These supplements are chosen because they have a significant positive impact on health, they are commonly deficient in most people, and they're safe to take. This list is supplementary to a healthy diet of red meat, eggs, milk, fatty fish, and oysters, for example. Everyone is different, so if you practice a restrictive diet like veganism, it's likely you have many more deficiencies.


I'm not a doctor and I can't provide specific medical recommendations, but doctors study sickness, not health, which is why so few have knowledge about vitamins and minerals. Most of the scientific studies of supplements include such small amounts - 10% or less of what actually works - so no effect is commonly found. Many doctors will claim these essential micronutrients are ineffective, but that's just ignorance and faulty science that they're taught by pharmaceutical companies. In order to live a healthy life, it's up to you to do your own research. Use the information here and form your own opinion.


Vitamin D3 & K2


Vitamin bottle labeled "NatureWise Vitamin D3+K2, 10,000 IU + 200 mcg" with a yellow softgel beside it, set against a plain background.

Vitamin D is technically a hormone, not a vitamin. In fact, it's a super hormone because it positively affects the entire human body. Once absorbed, vitamin D regulates over 1,000 genes involved in immunity, bone health, cancer prevention, mood, insulin sensitivity, and more. Almost every cell in the human body has receptors for vitamin D. Vitamin D is essential for bone health, immune function, cell growth, inflammation regulation, metabolism, calcium and phosphorus absorption, neuromuscular function, glucose metabolism, brain health, muscle function, and cell proliferation, differentiation, and apoptosis. It's easier to say what vitamin D doesn't affect than to list what it does.


In fact, vitamin D supplementation has been shown to cure or improve multiple sclerosis, cancer, diabetes, autism, and depression, and people with low vitamin D are twice as likely to get the flu! [Source]


Vitamin D is produced in large amounts when cholesterol in your skin is exposed to UVB sunlight - up to 25,000 IUs in just 30 minutes for a light-skinned person at midday. The recommended daily amount (RDA) of vitamin D recommended by doctors is absurdly low - less than 1,000 IUs daily, when just 30 minutes of sun can get you 25x that amount! People often forget a doctor's RDA is the amount you need to not die, not the amount needed to thrive. Vitamin D's essential functions along with the high prevalence of deficiency is why it's top of the list.

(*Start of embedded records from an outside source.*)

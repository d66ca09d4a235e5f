//! Draw detection logic for tic-tac-toe.

use super::win::check_winner;
use crate::Board;
use tracing::instrument;

/// Checks if the board is full (all cells occupied).
#[instrument]
pub fn is_full(board: &Board) -> bool {
    board.cells().iter().all(Option::is_some)
}

/// A full board with no winner.
#[instrument]
pub fn is_draw(board: &Board) -> bool {
    is_full(board) && check_winner(board).is_none()
}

How to Get Enough Vitamin D


The best way to get vitamin D is to get direct sunlight on your skin daily. Clothing blocks the sun, and SPF 30 sunscreen reduces absorption by 95%, so avoid these products for the first 15-30min of sun exposure. Darker skinned individuals need more exposure to the sun to get the same amount of vitamin D, so if you have dark skin, consider doubling the amount of time spent in the sun - 30-60min to make sure you're not deficient.


Time of year plays a big role in vitamin D deficiency because in the winter the sun is less strong and most people are bundled up. Getting sun through a window also doesn't help because glass blocks the good UVB rays, so deficiency in the winter is very high. This is when diet and supplementation becomes essential. Certain animal foods like fatty fish, egg yolks, and liver contain vitamin D3, as do mushrooms that are UV-exposed, so if you're not getting enough sun, consider adding some of these foods to your diet. However, most people don't like sardines or liver, so it's wise to take a vitamin D3 supplement.

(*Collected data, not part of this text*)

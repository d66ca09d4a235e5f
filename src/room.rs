//! Room state and its transitions.
//!
//! A [`Room`] is the unit stored under one [`RoomCode`]. All mutation goes
//! through the methods here so the invariants hold after every transition.

use chrono::{DateTime, Utc};
use derive_more::Display;
use serde::{Deserialize, Serialize};
use tictactoe_rules::{Board, Outcome, Seat, evaluate};
use tracing::{debug, instrument};

use crate::error::{InvariantViolation, MoveRejection};

/// Maximum number of players in a room.
pub const ROOM_CAPACITY: usize = 2;

/// Smallest generated room code.
pub const MIN_CODE: u16 = 1000;

/// Largest generated room code.
pub const MAX_CODE: u16 = 9999;

/// Four-digit room identifier (`1000`..=`9999`).
#[derive(Debug, Clone, PartialEq, Eq, PartialOrd, Ord, Hash, Display, Serialize, Deserialize)]
#[serde(try_from = "String", into = "String")]
pub struct RoomCode(String);

impl RoomCode {
    /// Builds a code from a number in the generated range.
    pub fn from_number(number: u16) -> Option<Self> {
        (MIN_CODE..=MAX_CODE)
            .contains(&number)
            .then(|| Self(number.to_string()))
    }

    /// Returns the code as a string slice.
    pub fn as_str(&self) -> &str {
        &self.0
    }
}

impl std::str::FromStr for RoomCode {
    type Err = String;

    fn from_str(s: &str) -> Result<Self, Self::Err> {
        if s.len() != 4 || !s.bytes().all(|b| b.is_ascii_digit()) {
            return Err(format!("Room code must be 4 digits, got '{}'", s));
        }
        s.parse::<u16>()
            .ok()
            .and_then(Self::from_number)
            .ok_or_else(|| format!("Room code out of range: '{}'", s))
    }
}

impl TryFrom<String> for RoomCode {
    type Error = String;

    fn try_from(value: String) -> Result<Self, Self::Error> {
        value.parse()
    }
}

impl From<RoomCode> for String {
    fn from(code: RoomCode) -> Self {
        code.0
    }
}

/// Result of a successful join.
#[derive(Debug, Clone, Copy, PartialEq, Eq)]
pub enum JoinOutcome {
    /// Appended at the given seat.
    Joined(Seat),
    /// Name already present; nothing changed.
    AlreadySeated(Seat),
}

impl JoinOutcome {
    /// Seat held by the player after the join.
    pub fn seat(self) -> Seat {
        match self {
            JoinOutcome::Joined(seat) | JoinOutcome::AlreadySeated(seat) => seat,
        }
    }
}

/// The room is at capacity and the name is not one of its players.
#[derive(Debug, Clone, Copy, PartialEq, Eq, Display)]
#[display("Room is full")]
pub struct RoomFull;

/// Read-only view of a room returned to pollers.
#[derive(Debug, Clone, PartialEq, Eq, Serialize, Deserialize)]
pub struct RoomStatus {
    /// Player names in join order.
    pub players: Vec<String>,
    /// Current board.
    pub board: Board,
    /// Whose move is next.
    pub turn: Seat,
    /// Whether moves are accepted.
    pub game_active: bool,
    /// Terminal result, if any.
    pub winner: Option<Outcome>,
}

/// One game session.
#[derive(Debug, Clone, PartialEq, Eq, Serialize, Deserialize)]
pub struct Room {
    code: RoomCode,
    name: String,
    players: Vec<String>,
    board: Board,
    turn: Seat,
    game_active: bool,
    winner: Option<Outcome>,
    last_active: DateTime<Utc>,
}

impl Room {
    /// Creates a room holding only its creator, inactive, with an empty board.
    #[instrument(skip(name, creator), fields(room_code = %code))]
    pub fn new(code: RoomCode, name: String, creator: String, now: DateTime<Utc>) -> Self {
        Self {
            code,
            name,
            players: vec![creator],
            board: Board::new(),
            turn: Seat::First,
            game_active: false,
            winner: None,
            last_active: now,
        }
    }

    /// Reassembles a room from stored parts, checking its invariants.
    #[allow(clippy::too_many_arguments)]
    pub fn from_parts(
        code: RoomCode,
        name: String,
        players: Vec<String>,
        board: Board,
        turn: Seat,
        game_active: bool,
        winner: Option<Outcome>,
        last_active: DateTime<Utc>,
    ) -> Result<Self, InvariantViolation> {
        let room = Self {
            code,
            name,
            players,
            board,
            turn,
            game_active,
            winner,
            last_active,
        };
        room.check_invariants()?;
        Ok(room)
    }

    /// Room code.
    pub fn code(&self) -> &RoomCode {
        &self.code
    }

    /// Display name.
    pub fn name(&self) -> &str {
        &self.name
    }

    /// Player names in join order.
    pub fn players(&self) -> &[String] {
        &self.players
    }

    /// Current board.
    pub fn board(&self) -> &Board {
        &self.board
    }

    /// Seat to move next.
    pub fn turn(&self) -> Seat {
        self.turn
    }

    /// Whether moves are accepted.
    pub fn game_active(&self) -> bool {
        self.game_active
    }

    /// Terminal result, if any.
    pub fn winner(&self) -> Option<Outcome> {
        self.winner
    }

    /// Time of the last mutation.
    pub fn last_active(&self) -> DateTime<Utc> {
        self.last_active
    }

    /// Adds a player, or recognises a returning one.
    #[instrument(skip(self, now), fields(room_code = %self.code))]
    pub fn join(&mut self, player: &str, now: DateTime<Utc>) -> Result<JoinOutcome, RoomFull> {
        if let Some(index) = self.players.iter().position(|p| p == player) {
            debug!(index, "Player already seated");
            return Ok(JoinOutcome::AlreadySeated(seat_at(index)));
        }
        if self.players.len() >= ROOM_CAPACITY {
            return Err(RoomFull);
        }
        let seat = seat_at(self.players.len());
        self.players.push(player.to_string());
        self.last_active = now;
        Ok(JoinOutcome::Joined(seat))
    }

    /// Clears the board and winner, hands the move to the first seat and
    /// activates the game.
    #[instrument(skip(self, now), fields(room_code = %self.code))]
    pub fn activate(&mut self, now: DateTime<Utc>) {
        self.board = Board::new();
        self.winner = None;
        self.turn = Seat::First;
        self.game_active = true;
        self.last_active = now;
    }

    /// Validates and applies a move, then evaluates the board.
    ///
    /// On rejection the room is left untouched.
    #[instrument(skip(self, now), fields(room_code = %self.code))]
    pub fn apply_move(
        &mut self,
        cell_index: i64,
        player_index: i64,
        now: DateTime<Utc>,
    ) -> Result<Option<Outcome>, MoveRejection> {
        if let Some(outcome) = self.winner {
            return Err(MoveRejection::GameOver(outcome));
        }
        if !self.game_active {
            return Err(MoveRejection::GameNotActive);
        }
        let seat = Seat::from_index(player_index).ok_or(MoveRejection::UnknownPlayer(player_index))?;
        if seat != self.turn {
            return Err(MoveRejection::NotYourTurn {
                expected: self.turn.index(),
            });
        }
        let cell = usize::try_from(cell_index)
            .ok()
            .filter(|c| self.board.get(*c).is_some())
            .ok_or(MoveRejection::CellOutOfRange(cell_index))?;
        if !self.board.is_empty(cell) {
            return Err(MoveRejection::CellOccupied(cell));
        }

        self.board
            .place(cell, seat.mark())
            .map_err(|_| MoveRejection::CellOccupied(cell))?;
        self.turn = seat.other();
        self.last_active = now;

        let outcome = evaluate(&self.board);
        if let Some(result) = outcome {
            self.winner = Some(result);
            self.game_active = false;
        }
        Ok(outcome)
    }

    /// Snapshot for pollers.
    pub fn status(&self) -> RoomStatus {
        RoomStatus {
            players: self.players.clone(),
            board: self.board,
            turn: self.turn,
            game_active: self.game_active,
            winner: self.winner,
        }
    }

    /// Verifies the structural invariants of a committed room.
    pub fn check_invariants(&self) -> Result<(), InvariantViolation> {
        if self.players.len() > ROOM_CAPACITY {
            return Err(InvariantViolation::new(format!(
                "{} players in room {}",
                self.players.len(),
                self.code
            )));
        }
        if self.winner.is_some() && self.game_active {
            return Err(InvariantViolation::new("winner set while game is active"));
        }
        match (self.winner, evaluate(&self.board)) {
            (Some(winner), found) if found != Some(winner) => {
                return Err(InvariantViolation::new("winner does not match board"));
            }
            (None, Some(_)) => {
                return Err(InvariantViolation::new("terminal board without a winner"));
            }
            _ => {}
        }
        let xs = self.board.count(Seat::First.mark());
        let os = self.board.count(Seat::Second.mark());
        let expected_turn = match xs.checked_sub(os) {
            Some(0) => Seat::First,
            Some(1) => Seat::Second,
            _ => {
                return Err(InvariantViolation::new(format!(
                    "mark counts X={} O={} cannot arise from alternating moves",
                    xs, os
                )));
            }
        };
        // Finished games keep the flipped turn of their last move.
        if self.turn != expected_turn {
            return Err(InvariantViolation::new(format!(
                "turn {} does not follow from X={} O={}",
                self.turn.index(),
                xs,
                os
            )));
        }
        Ok(())
    }
}

fn seat_at(index: usize) -> Seat {
    if index == 0 { Seat::First } else { Seat::Second }
}
//! SQLite room store.
//!
//! Rooms are spread over `rooms`, `players` and `board_cells`. Each mutation
//! runs in a `BEGIN IMMEDIATE` transaction, which takes the database write
//! lock before the room is read; concurrent writers wait up to the busy
//! timeout.

mod models;
mod schema;

use diesel::connection::SimpleConnection;
use diesel::prelude::*;
use diesel_migrations::{EmbeddedMigrations, MigrationHarness, embed_migrations};
use std::time::Duration;
use tracing::{debug, info, instrument};

use super::{Commit, RoomStore, StoreError};
use crate::room::{Room, RoomCode};
use models::{CellRow, PlayerRow, RoomRow, cell_rows, player_rows};

const MIGRATIONS: EmbeddedMigrations = embed_migrations!("migrations");

/// Room store backed by a SQLite database file.
#[derive(Debug, Clone)]
pub struct SqliteStore {
    database_url: String,
    busy_timeout: Duration,
}

impl SqliteStore {
    /// Connects to the database and applies pending migrations.
    ///
    /// Each operation opens its own connection, so `database_url` must name a
    /// file; `":memory:"` would give every operation a fresh empty database.
    ///
    /// # Errors
    ///
    /// Returns [`StoreError`] if the database cannot be opened or migrated.
    #[instrument(skip(database_url), fields(database_url = %database_url))]
    pub fn open(database_url: String, busy_timeout: Duration) -> Result<Self, StoreError> {
        info!("Opening SQLite room store");
        let store = Self {
            database_url,
            busy_timeout,
        };
        let mut conn = store.connection()?;
        let applied = conn
            .run_pending_migrations(MIGRATIONS)
            .map_err(|e| StoreError::unavailable(format!("Migrations failed: {}", e)))?;
        info!(applied = applied.len(), "Migrations applied");
        Ok(store)
    }

    /// Establishes a database connection.
    #[instrument(skip(self))]
    fn connection(&self) -> Result<SqliteConnection, StoreError> {
        debug!(url = %self.database_url, "Establishing connection");
        let mut conn = SqliteConnection::establish(&self.database_url).map_err(|e| {
            StoreError::unavailable(format!("Failed to connect to '{}': {}", self.database_url, e))
        })?;
        conn.batch_execute(&format!(
            "PRAGMA busy_timeout = {};",
            self.busy_timeout.as_millis()
        ))?;
        Ok(conn)
    }
}

fn load_room(conn: &mut SqliteConnection, code: &RoomCode) -> Result<Option<Room>, StoreError> {
    use schema::{board_cells, players, rooms};

    let Some(row) = rooms::table
        .find(code.as_str())
        .select(RoomRow::as_select())
        .first(conn)
        .optional()?
    else {
        return Ok(None);
    };

    let seated = players::table
        .filter(players::room_code.eq(code.as_str()))
        .order(players::seat.asc())
        .select(PlayerRow::as_select())
        .load(conn)?;

    let cells = board_cells::table
        .filter(board_cells::room_code.eq(code.as_str()))
        .select(CellRow::as_select())
        .load(conn)?;

    row.into_room(seated, cells).map(Some)
}

fn write_room(conn: &mut SqliteConnection, room: &Room) -> Result<(), StoreError> {
    use schema::{board_cells, players, rooms};

    let code = room.code().as_str();
    diesel::replace_into(rooms::table)
        .values(&RoomRow::from_room(room))
        .execute(conn)?;

    diesel::delete(players::table.filter(players::room_code.eq(code))).execute(conn)?;
    diesel::insert_into(players::table)
        .values(&player_rows(room))
        .execute(conn)?;

    diesel::delete(board_cells::table.filter(board_cells::room_code.eq(code))).execute(conn)?;
    let cells = cell_rows(room);
    if !cells.is_empty() {
        diesel::insert_into(board_cells::table)
            .values(&cells)
            .execute(conn)?;
    }
    Ok(())
}

impl RoomStore for SqliteStore {
    fn backend(&self) -> &'static str {
        "sqlite"
    }

    #[instrument(skip(self), fields(room_code = %code))]
    fn load(&self, code: &RoomCode) -> Result<Option<Room>, StoreError> {
        let mut conn = self.connection()?;
        // One read transaction so the three tables come from the same commit.
        conn.transaction(|conn| load_room(conn, code))
    }

    #[instrument(skip(self, room), fields(room_code = %room.code()))]
    fn save(&self, room: &Room) -> Result<(), StoreError> {
        let mut conn = self.connection()?;
        conn.immediate_transaction(|conn| write_room(conn, room))
    }

    #[instrument(skip(self, transform), fields(room_code = %code))]
    fn read_modify_write(
        &self,
        code: &RoomCode,
        transform: &mut dyn FnMut(Option<Room>) -> Commit,
    ) -> Result<(), StoreError> {
        let mut conn = self.connection()?;
        conn.immediate_transaction(|conn| {
            let current = load_room(conn, code)?;
            match transform(current) {
                Commit::Write(next) => {
                    write_room(conn, &next)?;
                    debug!("Room row committed");
                }
                Commit::Keep => debug!("Transform kept room unchanged"),
            }
            Ok(())
        })
    }
}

Chart titled "Sources of Vitamin D" on blue background shows egg yolks, trout, beef liver, mackerel, mushrooms, sardines, cod liver oil, salmon, and supplements.

How to Supplement Vitamin D


10,000 IUs of vitamin D3 daily with 200mcg of vitamin K2 and 500mg of magnesium is a good starting place for most people. After 1-2 months, get a blood test and if you notice your vitamin D is low (<40 ng/ml) you can increase to 15,000 IUs daily. If you notice your vitamin D is very high (>150ng/ml) then consider reducing the amount of vitamin D3. Get a blood test again in 2-4 weeks to confirm you're on the right track. This book is a great read if you'd like to learn more about vitamin D.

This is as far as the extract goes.